[Start of Attachment]

//! GEDCOM Ahnentafel - Parse GEDCOM genealogy files and number ancestors.
//!
//! This crate reads GEDCOM text into a graph of individuals and families and
//! assigns Ahnentafel numbers (root 1, father `2n`, mother `2n + 1`) from a
//! chosen root individual.
//!
//! # Example
//!
//! ```
//! use gedcom_ahnentafel::{numbering, GedcomParser};
//!
//! let content = "0 HEAD
//! 0 @I1@ INDI
//! 1 NAME Junior /Smith/
//! 0 @I2@ INDI
//! 1 NAME John /Smith/
//! 1 BIRT
//! 2 DATE 1 JAN 1950
//! 0 @F1@ FAM
//! 1 HUSB @I2@
//! 1 CHIL @I1@
//! 0 TRLR";
//!
//! let mut graph = GedcomParser::new().parse(content).unwrap();
//! numbering::assign_ancestor_numbers(&mut graph.individuals, Some("@I1@"));
//!
//! let father = &graph.individuals["@I2@"];
//! assert_eq!(father.ancestor_number, Some(2));
//! assert_eq!(father.to_string(), "John Smith (01-01-1950 - )");
//! ```
//!
//! # Architecture
//!
//! - [`structure`]: line tokenization and `0 HEAD` / `0 TRLR` framing checks
//! - [`parser`]: record parser building individuals and families
//! - [`date`]: GEDCOM date sub-grammar
//! - [`numbering`]: Ahnentafel ancestor numbering
//! - [`completeness`]: completion level of an individual
//! - [`types`]: core data types (Individual, Family, ParsedGedcom)
//! - [`config`]: constants and input validation
//! - [`error`]: error types and Result alias
//! - [`yaml`]: YAML dump of a parsed graph
//! - [`cli`]: command-line interface

pub mod cli;
pub mod completeness;
pub mod config;
pub mod date;
pub mod error;
pub mod numbering;
pub mod parser;
pub mod structure;
pub mod types;
pub mod yaml;

// Re-export main entry points
pub use numbering::{assign_ancestor_numbers, assign_ancestor_numbers_from};
pub use parser::GedcomParser;

// Re-export commonly used items
pub use completeness::CompletionStatus;
pub use date::GedcomDate;
pub use error::{GedcomError, Result, StructuralError};
pub use types::{EventKind, Family, FamilyMap, Individual, IndividualMap, LifeEvent, ParsedGedcom};
//! Record parser: turns GEDCOM lines into individuals and families.
//!
//! The parser walks the normalized lines once, keeping a small context of the
//! record and level-1 tag currently being read, then links children to their
//! parents in a second pass. Malformed lines and unparseable dates are
//! dropped individually; only broken document framing aborts a parse.

use std::sync::LazyLock;

use regex::Regex;

use crate::date::GedcomDate;
use crate::error::{GedcomError, Result};
use crate::structure;
use crate::types::{EventKind, Family, FamilyMap, Individual, IndividualMap, ParsedGedcom};

/// `given/surname/` with both parts non-empty.
#[allow(clippy::expect_used)] // Static regex that is guaranteed to be valid
static NAME_PATTERN: LazyLock<Regex> = LazyLock::new(|| {
    Regex::new(r"(?P<given>[^/]+)/(?P<surname>[^/]+)/").expect("valid regex")
});

/// One `<level> <tag-or-pointer> [value]` line.
#[derive(Debug, Clone, Copy, PartialEq, Eq)]
pub struct GedcomLine<'a> {
    pub level: u32,
    pub tag: &'a str,
    pub value: Option<&'a str>,
}

impl<'a> GedcomLine<'a> {
    /// Split a line into level, tag and value.
    ///
    /// Returns `None` for lines with fewer than two fields or a level that is
    /// not a non-negative integer.
    ///
    /// # Examples
    /// ```
    /// use gedcom_ahnentafel::parser::GedcomLine;
    ///
    /// let line = GedcomLine::parse("1 NAME John /Smith/").unwrap();
    /// assert_eq!((line.level, line.tag, line.value), (1, "NAME", Some("John /Smith/")));
    ///
    /// assert!(GedcomLine::parse("HEAD").is_none());
    /// assert!(GedcomLine::parse("x NAME John").is_none());
    /// ```
    #[must_use]
    pub fn parse(line: &'a str) -> Option<Self> {
        let (level, rest) = line.trim().split_once(char::is_whitespace)?;
        let level = level.parse::<u32>().ok()?;

        let rest = rest.trim_start();
        let (tag, value) = match rest.split_once(char::is_whitespace) {
            Some((tag, value)) => (tag, Some(value.trim()).filter(|v| !v.is_empty())),
            None => (rest, None),
        };

        Some(Self { level, tag, value })
    }
}

/// Role an individual plays in a family record.
#[derive(Debug, Clone, Copy, PartialEq, Eq)]
enum FamilyRole {
    Husband,
    Wife,
    Child,
}

impl FamilyRole {
    fn from_tag(tag: &str) -> Option<Self> {
        match tag {
            "HUSB" => Some(Self::Husband),
            "WIFE" => Some(Self::Wife),
            "CHIL" => Some(Self::Child),
            _ => None,
        }
    }
}

/// Record the parser is currently inside.
#[derive(Debug, Default)]
enum RecordContext {
    #[default]
    None,
    Individual(String),
    Family(String),
}

#[derive(Debug, Default)]
struct ParseState {
    record: RecordContext,
    /// Level-1 tag that level-2 lines belong to.
    current_tag: Option<String>,
}

/// Counters reported once a parse completes.
#[derive(Debug, Default)]
struct ParseStats {
    skipped_lines: usize,
    dropped_dates: usize,
    unresolved_members: usize,
}

/// Split a `NAME` value into trimmed given name and surname.
///
/// # Examples
/// ```
/// use gedcom_ahnentafel::parser::split_name;
///
/// assert_eq!(split_name("John /Smith/"), Some(("John".to_string(), "Smith".to_string())));
/// assert_eq!(split_name("Invalid Name Format"), None);
/// ```
#[must_use]
pub fn split_name(value: &str) -> Option<(String, String)> {
    let captures = NAME_PATTERN.captures(value)?;
    let given = captures.name("given")?.as_str().trim();
    let surname = captures.name("surname")?.as_str().trim();
    Some((given.to_string(), surname.to_string()))
}

/// GEDCOM parser.
///
/// Holds the working collections of one parse; each call to [`parse`]
/// clears them and hands the finished graph to the caller.
///
/// [`parse`]: GedcomParser::parse
#[derive(Debug, Default)]
pub struct GedcomParser {
    individuals: IndividualMap,
    families: FamilyMap,
    stats: ParseStats,
}

impl GedcomParser {
    #[must_use]
    pub fn new() -> Self {
        Self::default()
    }

    /// Parse GEDCOM content into individuals and families.
    ///
    /// # Returns
    /// * `Ok(ParsedGedcom)` with both maps and parent links filled in
    /// * `Err(GedcomError::InvalidFormat)` if the `0 HEAD` / `0 TRLR` framing is broken
    ///
    /// # Examples
    /// ```
    /// use gedcom_ahnentafel::GedcomParser;
    ///
    /// let mut parser = GedcomParser::new();
    /// let graph = parser
    ///     .parse("0 HEAD\n0 @I1@ INDI\n1 NAME John /Smith/\n0 TRLR")
    ///     .unwrap();
    /// assert_eq!(graph.individuals["@I1@"].full_name(), "John Smith");
    /// ```
    pub fn parse(&mut self, content: &str) -> Result<ParsedGedcom> {
        self.individuals.clear();
        self.families.clear();
        self.stats = ParseStats::default();

        let lines = structure::normalize(content)?;
        self.parse_records(&lines);
        self.link_families();

        tracing::info!(
            individuals = self.individuals.len(),
            families = self.families.len(),
            skipped_lines = self.stats.skipped_lines,
            dropped_dates = self.stats.dropped_dates,
            unresolved_members = self.stats.unresolved_members,
            "Parsed GEDCOM document"
        );

        Ok(ParsedGedcom {
            individuals: std::mem::take(&mut self.individuals),
            families: std::mem::take(&mut self.families),
        })
    }

    /// Parse content that may be absent.
    ///
    /// # Returns
    /// * `Err(GedcomError::MissingInput)` when `content` is `None`
    /// * otherwise the result of [`GedcomParser::parse`]
    pub fn parse_optional(&mut self, content: Option<&str>) -> Result<ParsedGedcom> {
        let content = content.ok_or(GedcomError::MissingInput)?;
        self.parse(content)
    }

    fn parse_records(&mut self, lines: &[&str]) {
        let mut state = ParseState::default();

        for (index, raw) in lines.iter().enumerate() {
            let Some(line) = GedcomLine::parse(raw) else {
                tracing::debug!(line = index + 1, content = %raw, "Skipping malformed line");
                self.stats.skipped_lines += 1;
                continue;
            };

            match line.level {
                0 => self.parse_level_zero(&line, &mut state),
                1 => self.parse_level_one(&line, &mut state),
                2 => self.parse_level_two(&line, &state),
                _ => {}
            }
        }
    }

    /// Start a new record; only `INDI` and `FAM` produce entities.
    fn parse_level_zero(&mut self, line: &GedcomLine<'_>, state: &mut ParseState) {
        state.current_tag = None;
        state.record = match line.value {
            Some("INDI") => {
                let id = line.tag.to_string();
                if self
                    .individuals
                    .insert(id.clone(), Individual::new(id.as_str()))
                    .is_some()
                {
                    tracing::debug!(id = %id, "Duplicate individual record replaces earlier one");
                }
                RecordContext::Individual(id)
            }
            Some("FAM") => {
                let id = line.tag.to_string();
                if self
                    .families
                    .insert(id.clone(), Family::new(id.as_str()))
                    .is_some()
                {
                    tracing::debug!(id = %id, "Duplicate family record replaces earlier one");
                }
                RecordContext::Family(id)
            }
            _ => RecordContext::None,
        };
    }

    fn parse_level_one(&mut self, line: &GedcomLine<'_>, state: &mut ParseState) {
        match &state.record {
            RecordContext::Individual(id) => {
                if let Some(individual) = self.individuals.get_mut(id) {
                    apply_individual_tag(individual, line);
                }
                state.current_tag = Some(line.tag.to_string());
            }
            RecordContext::Family(id) => {
                if let (Some(role), Some(pointer)) = (FamilyRole::from_tag(line.tag), line.value) {
                    self.add_family_member(id, role, pointer);
                }
                state.current_tag = None;
            }
            RecordContext::None => state.current_tag = None,
        }
    }

    fn parse_level_two(&mut self, line: &GedcomLine<'_>, state: &ParseState) {
        let (RecordContext::Individual(id), Some(parent_tag)) = (&state.record, &state.current_tag)
        else {
            return;
        };
        let Some(individual) = self.individuals.get_mut(id) else {
            return;
        };

        match (EventKind::from_tag(parent_tag), line.tag, line.value) {
            (Some(kind), "DATE", Some(value)) => match GedcomDate::parse(value) {
                Ok(date) => individual.event_mut(kind).date = Some(date),
                Err(e) => {
                    tracing::debug!(id = %id, event = kind.as_tag(), error = %e, "Dropping unparseable date");
                    self.stats.dropped_dates += 1;
                }
            },
            (Some(kind), "PLAC", Some(value)) => {
                individual.event_mut(kind).place = Some(value.to_string());
            }
            (Some(kind), "AGNC", Some(value)) => {
                let event = individual.event_mut(kind);
                if event.place.is_none() {
                    event.place = Some(value.to_string());
                }
            }
            (Some(_), "DATE" | "PLAC" | "AGNC", None) => {}
            (_, tag, value) => {
                individual.add_raw(format!("{parent_tag}.{tag}"), value.unwrap_or_default());
            }
        }
    }

    /// Attach an already-parsed individual to a family; unknown pointers are ignored.
    fn add_family_member(&mut self, family_id: &str, role: FamilyRole, pointer: &str) {
        if !self.individuals.contains_key(pointer) {
            tracing::debug!(family = %family_id, pointer = %pointer, ?role, "Ignoring unresolved family member");
            self.stats.unresolved_members += 1;
            return;
        }
        let Some(family) = self.families.get_mut(family_id) else {
            return;
        };
        match role {
            FamilyRole::Husband => family.set_husband(pointer),
            FamilyRole::Wife => family.set_wife(pointer),
            FamilyRole::Child => family.add_child(pointer),
        }
    }

    /// Point every child at its family's husband and wife.
    fn link_families(&mut self) {
        for family in self.families.values() {
            for child_id in family.children() {
                let Some(child) = self.individuals.get_mut(child_id) else {
                    continue;
                };
                if let Some(husband) = family.husband() {
                    child.father_id = Some(husband.to_string());
                }
                if let Some(wife) = family.wife() {
                    child.mother_id = Some(wife.to_string());
                }
            }
        }
    }
}

/// Level-1 line inside an `INDI` record.
fn apply_individual_tag(individual: &mut Individual, line: &GedcomLine<'_>) {
    match line.tag {
        "NAME" => match line.value.and_then(split_name) {
            Some((given, surname)) => individual.set_name(given, surname),
            None => {
                tracing::debug!(id = %individual.id(), value = ?line.value, "Ignoring NAME without /surname/");
            }
        },
        // Their DATE/PLAC/AGNC lines are handled at level 2
        "BIRT" | "DEAT" => {}
        tag => individual.add_raw(tag, line.value.unwrap_or_default()),
    }
}
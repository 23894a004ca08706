//! Ahnentafel ancestor numbering.
//!
//! The root individual gets the start number `n`; a person's father gets
//! `2n` and their mother `2n + 1`. Individuals not reached from the root keep
//! `ancestor_number == None`.

use crate::config::DEFAULT_START_NUMBER;
use crate::types::{Individual, IndividualMap};

/// Number of the father of the ancestor numbered `number`.
#[must_use]
pub fn father_number(number: u64) -> Option<u64> {
    number.checked_mul(2)
}

/// Number of the mother of the ancestor numbered `number`.
#[must_use]
pub fn mother_number(number: u64) -> Option<u64> {
    father_number(number)?.checked_add(1)
}

/// Number of the child through whom ancestor `number` descends to the root.
///
/// # Examples
/// ```
/// use gedcom_ahnentafel::numbering::child_number;
///
/// assert_eq!(child_number(6), Some(3));
/// assert_eq!(child_number(7), Some(3));
/// assert_eq!(child_number(1), None);
/// ```
#[must_use]
pub fn child_number(number: u64) -> Option<u64> {
    (number >= 2).then_some(number / 2)
}

/// Generation of an ancestor number: 0 for 1, 1 for parents, 2 for grandparents.
#[must_use]
pub fn generation(number: u64) -> Option<u32> {
    number.checked_ilog2()
}

/// Number the ancestors of `root_id`, starting at 1.
///
/// See [`assign_ancestor_numbers_from`].
pub fn assign_ancestor_numbers(individuals: &mut IndividualMap, root_id: Option<&str>) -> usize {
    assign_ancestor_numbers_from(individuals, root_id, DEFAULT_START_NUMBER)
}

/// Number the ancestors of `root_id`, giving the root `start`.
///
/// Every individual is reset to unassigned first, so repeated runs over the
/// same graph give the same result. Nothing further happens when `root_id` is
/// `None`, unknown, or `start` is 0.
///
/// The walk is depth-first with the father's line before the mother's. An
/// individual that already has a number is not visited again: with pedigree
/// collapse the first path keeps its number, and a person who is their own
/// ancestor ends the walk on that branch.
///
/// # Returns
/// The number of individuals that received a number.
///
/// # Examples
/// ```
/// use gedcom_ahnentafel::{numbering, GedcomParser};
///
/// let mut graph = GedcomParser::new()
///     .parse("0 HEAD\n0 @I1@ INDI\n0 @I2@ INDI\n0 @F1@ FAM\n1 WIFE @I2@\n1 CHIL @I1@\n0 TRLR")
///     .unwrap();
/// numbering::assign_ancestor_numbers(&mut graph.individuals, Some("@I1@"));
/// assert_eq!(graph.individuals["@I2@"].ancestor_number, Some(3));
/// ```
pub fn assign_ancestor_numbers_from(
    individuals: &mut IndividualMap,
    root_id: Option<&str>,
    start: u64,
) -> usize {
    for individual in individuals.values_mut() {
        individual.ancestor_number = None;
    }

    let Some(root_id) = root_id else {
        tracing::debug!("No root individual given; numbering skipped");
        return 0;
    };
    if !individuals.contains_key(root_id) {
        tracing::debug!(root = %root_id, "Root individual not found; numbering skipped");
        return 0;
    }
    if start == 0 {
        tracing::warn!(root = %root_id, "Ancestor numbers start at 1; numbering skipped");
        return 0;
    }

    let mut assigned = 0;
    let mut pending: Vec<(String, u64)> = vec![(root_id.to_string(), start)];

    while let Some((id, number)) = pending.pop() {
        let Some(individual) = individuals.get_mut(&id) else {
            continue;
        };
        if individual.is_numbered() {
            continue;
        }
        individual.ancestor_number = Some(number);
        assigned += 1;

        // Pushed mother first so the father's line is walked first
        let parents = [
            (individual.mother_id.clone(), mother_number(number)),
            (individual.father_id.clone(), father_number(number)),
        ];
        for (parent_id, parent_number) in parents {
            let Some(parent_id) = parent_id else {
                continue;
            };
            match parent_number {
                Some(parent_number) => pending.push((parent_id, parent_number)),
                None => {
                    tracing::warn!(id = %parent_id, child = number, "Ancestor number overflows; branch not numbered");
                }
            }
        }
    }

    tracing::info!(root = %root_id, start, assigned, "Assigned ancestor numbers");
    assigned
}

/// Individual holding ancestor number `number`, if any.
#[must_use]
pub fn ancestor_by_number(individuals: &IndividualMap, number: u64) -> Option<&Individual> {
    individuals
        .values()
        .find(|individual| individual.ancestor_number == Some(number))
}

/// All numbered individuals, lowest number first.
#[must_use]
pub fn numbered_ancestors(individuals: &IndividualMap) -> Vec<&Individual> {
    let mut ancestors: Vec<&Individual> = individuals
        .values()
        .filter(|individual| individual.is_numbered())
        .collect();
    ancestors.sort_by_key(|individual| individual.ancestor_number);
    ancestors
}
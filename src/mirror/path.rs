//! Path absolutization and normalization utilities

use crate::error::StorageError;
use std::path::{Component, Path, PathBuf};
use unicode_normalization::UnicodeNormalization;

/// Resolve a user-supplied folder to an absolute, normalized path
///
/// This function:
/// 1. Joins relative paths onto the current directory
/// 2. Canonicalizes the deepest existing ancestor (resolves symlinks, `..`, `.`)
///    and resolves `.` and `..` in the missing tail lexically
/// 3. Normalizes Unicode to NFC
/// 4. Removes trailing slashes (except root)
pub fn absolutize(path: &Path) -> Result<PathBuf, StorageError> {
    if path.as_os_str().is_empty() {
        return Err(StorageError::InvalidPath("empty folder path".to_string()));
    }

    let joined = if path.is_absolute() {
        path.to_path_buf()
    } else {
        std::env::current_dir()?.join(path)
    };

    // Canonicalize the deepest existing ancestor and keep the missing tail as given.
    let existing = joined
        .ancestors()
        .find(|ancestor| ancestor.exists())
        .unwrap_or(joined.as_path());
    let mut absolute = dunce::canonicalize(existing).map_err(|e| {
        StorageError::InvalidPath(format!("Failed to canonicalize {}: {}", path.display(), e))
    })?;
    if let Ok(tail) = joined.strip_prefix(existing) {
        push_resolved(&mut absolute, tail);
    }

    Ok(PathBuf::from(normalize_path_string(&absolute.to_string_lossy())))
}

/// Append `tail` to `base`, dropping `.` and popping one component per `..`.
///
/// The tail does not exist on disk yet, so there are no symlinks to honour.
fn push_resolved(base: &mut PathBuf, tail: &Path) {
    for component in tail.components() {
        match component {
            Component::CurDir => {}
            Component::ParentDir => {
                base.pop();
            }
            Component::Normal(name) => base.push(name),
            Component::RootDir | Component::Prefix(_) => base.push(component.as_os_str()),
        }
    }
}

/// Normalize a path string for comparison (without filesystem access)
pub fn normalize_path_string(path: &str) -> String {
    let mut result: String = path.nfc().collect();

    if result.len() > 1 {
        while result.ends_with('/') || result.ends_with('\\') {
            result.pop();
        }
    }

    result
}

/// Whether `target` sits inside (or is) `source`.
///
/// This is a plain string-prefix test on the normalized paths, so a sibling
/// such as `/work/src-copy` also counts as nested under `/work/src`.
pub fn is_nested(source: &Path, target: &Path) -> bool {
    let source = normalize_path_string(&source.to_string_lossy());
    let target = normalize_path_string(&target.to_string_lossy());
    target.starts_with(&source)
}
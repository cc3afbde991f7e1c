//! CLI parse: clap types for human-writer. No behavior; definitions only.

use clap::{Parser, Subcommand};
use std::path::PathBuf;

/// human-writer - retype a source tree into a target folder like a human would
#[derive(Parser, Debug)]
#[command(name = "human-writer")]
#[command(about = "Mirror a folder and retype every file with human-like keystroke timing")]
pub struct Cli {
    #[command(subcommand)]
    pub command: Commands,

    /// Configuration file path (layered above the global config file)
    #[arg(long, global = true)]
    pub config: Option<PathBuf>,

    /// Disable logging entirely
    #[arg(long, global = true, default_value = "false")]
    pub quiet: bool,

    /// Enable verbose logging (default: off)
    #[arg(long, global = true, default_value = "false")]
    pub verbose: bool,

    /// Log level (trace, debug, info, warn, error, off)
    #[arg(long, global = true)]
    pub log_level: Option<String>,

    /// Log format (json, text)
    #[arg(long, global = true)]
    pub log_format: Option<String>,

    /// Log output (stdout, stderr, file)
    #[arg(long, global = true)]
    pub log_output: Option<String>,

    /// Log file path (if output is "file")
    #[arg(long, global = true)]
    pub log_file: Option<PathBuf>,
}

#[derive(Subcommand, Debug)]
pub enum Commands {
    /// Mirror SOURCE into TARGET and type every file (prompts for missing folders)
    Write {
        /// Source folder
        #[arg(long)]
        source: Option<PathBuf>,
        /// Target folder (must not be inside the source folder)
        #[arg(long)]
        target: Option<PathBuf>,
        /// Seed for reproducible keystroke delays
        #[arg(long)]
        seed: Option<u64>,
        /// Disable colored progress and summary output
        #[arg(long)]
        no_color: bool,
    },
    /// List the files a write would mirror, without touching the filesystem
    Plan {
        /// Source folder
        #[arg(long)]
        source: PathBuf,
        /// Output format (text or json)
        #[arg(long, default_value = "text")]
        format: String,
    },
}
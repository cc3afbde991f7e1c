//! Error types for the human-writer mirroring and typing pipeline.

use std::path::PathBuf;
use thiserror::Error;

/// Filesystem and document errors
#[derive(Debug, Error)]
pub enum StorageError {
    #[error("Invalid path: {0}")]
    InvalidPath(String),

    #[error("Failed to read {path}: {source}")]
    ReadFailed {
        path: PathBuf,
        #[source]
        source: std::io::Error,
    },

    #[error("{path} is not valid UTF-8 text")]
    NotText { path: PathBuf },

    #[error("Failed to create {path}: {source}")]
    CreateFailed {
        path: PathBuf,
        #[source]
        source: std::io::Error,
    },

    #[error("Edit rejected for {path}: {reason}")]
    EditFailed { path: PathBuf, reason: String },

    #[error("Failed to save {path}: {source}")]
    SaveFailed {
        path: PathBuf,
        #[source]
        source: std::io::Error,
    },

    #[error("Storage I/O error: {0}")]
    IoError(#[from] std::io::Error),
}

/// Top-level errors surfaced by a run
#[derive(Debug, Error)]
pub enum RunError {
    #[error("{0}")]
    Storage(#[from] StorageError),

    #[error("Failed to get user input: {0}")]
    Prompt(String),

    #[error("Configuration error: {0}")]
    Config(String),

    #[error("Failed to render output: {0}")]
    Output(String),
}

impl From<config::ConfigError> for RunError {
    fn from(err: config::ConfigError) -> Self {
        RunError::Config(err.to_string())
    }
}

[End of Attachment]

**Your assignment**: Copy out the entries above exactly as given, starting at the top and ending with the line containing "and input validation"; include both and nothing more.

**Worked solution**:
//! GEDCOM Ahnentafel - Parse GEDCOM genealogy files and number ancestors.
//!
//! This crate reads GEDCOM text into a graph of individuals and families and
//! assigns Ahnentafel numbers (root 1, father `2n`, mother `2n + 1`) from a
//! chosen root individual.
//!
//! # Example
//!
//! ```
//! use gedcom_ahnentafel::{numbering, GedcomParser};
//!
//! let content = "0 HEAD
//! 0 @I1@ INDI
//! 1 NAME Junior /Smith/
//! 0 @I2@ INDI
//! 1 NAME John /Smith/
//! 1 BIRT
//! 2 DATE 1 JAN 1950
//! 0 @F1@ FAM
//! 1 HUSB @I2@
//! 1 CHIL @I1@
//! 0 TRLR";
//!
//! let mut graph = GedcomParser::new().parse(content).unwrap();
//! numbering::assign_ancestor_numbers(&mut graph.individuals, Some("@I1@"));
//!
//! let father = &graph.individuals["@I2@"];
//! assert_eq!(father.ancestor_number, Some(2));
//! assert_eq!(father.to_string(), "John Smith (01-01-1950 - )");
//! ```
//!
//! # Architecture
//!
//! - [`structure`]: line tokenization and `0 HEAD` / `0 TRLR` framing checks
//! - [`parser`]: record parser building individuals and families
//! - [`date`]: GEDCOM date sub-grammar
//! - [`numbering`]: Ahnentafel ancestor numbering
//! - [`completeness`]: completion level of an individual
//! - [`types`]: core data types (Individual, Family, ParsedGedcom)
//! - [`config`]: constants and input validation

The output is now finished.